[[ RECORDS FOR THE EXERCISE, beginning ]]
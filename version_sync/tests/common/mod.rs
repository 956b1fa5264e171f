#![allow(dead_code)]

pub mod fakes;

use chrono::{DateTime, Duration, TimeZone, Utc};
use diesel::QueryableByName;
use diesel::prelude::*;
use diesel::sql_types::{Integer, Text};
use std::path::PathBuf;
use tempfile::TempDir;
use version_sync::db::{connection, migrate};
use version_sync::period::Period;

#[derive(QueryableByName)]
struct JournalMode {
    #[diesel(sql_type = Text)]
    journal_mode: String,
}
#[derive(QueryableByName)]
struct ForeignKeys {
    #[diesel(sql_type = Integer)]
    foreign_keys: i32,
}
#[derive(QueryableByName)]
struct BusyTimeout {
    #[diesel(sql_type = Integer, column_name = "timeout")]
    busy_timeout: i32,
}

pub struct TestDb {
    _dir: TempDir,    // keep alive for the life of the test
    pub path: String, // <tmpdir>/test.db
}

pub fn setup_db() -> (TestDb, SqliteConnection) {
    let dir = TempDir::new().expect("tempdir");
    let mut p = PathBuf::from(dir.path());
    p.push("test.db");
    let path = p.to_string_lossy().to_string();

    migrate::run_sqlite(&path).expect("migrations");

    let conn = connection::connect_sqlite(&path).expect("connect");
    (TestDb { _dir: dir, path }, conn)
}

pub fn assert_sqlite_pragmas(conn: &mut SqliteConnection) {
    use diesel::sql_query;

    let jm: JournalMode = sql_query("PRAGMA journal_mode;").get_result(conn).unwrap();
    assert_eq!(jm.journal_mode.to_lowercase(), "wal"); // WAL is persistent per DB file

    let fk: ForeignKeys = sql_query("PRAGMA foreign_keys;").get_result(conn).unwrap();
    assert_eq!(fk.foreign_keys, 1);

    let bt: BusyTimeout = sql_query("PRAGMA busy_timeout;").get_result(conn).unwrap();
    assert_eq!(bt.busy_timeout, 5000);
}

/// Midnight UTC of 2024-01-`d`.
pub fn day(d: i64) -> DateTime<Utc> {
    Utc.with_ymd_and_hms(2024, 1, 1, 0, 0, 0).unwrap() + Duration::days(d - 1)
}

pub fn period(from_day: i64, to_day: i64) -> Period {
    Period::new(day(from_day), day(to_day)).unwrap()
}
[[ RECORDS FOR THE EXERCISE, end ]]
◆ **TO DO**: Lines with "migrate" in the records above: copy every one of them.

◆ **RESULT OF THE TASK**:
use version_sync::db::{connection, migrate};
    migrate::run_sqlite(&path).expect("migrations");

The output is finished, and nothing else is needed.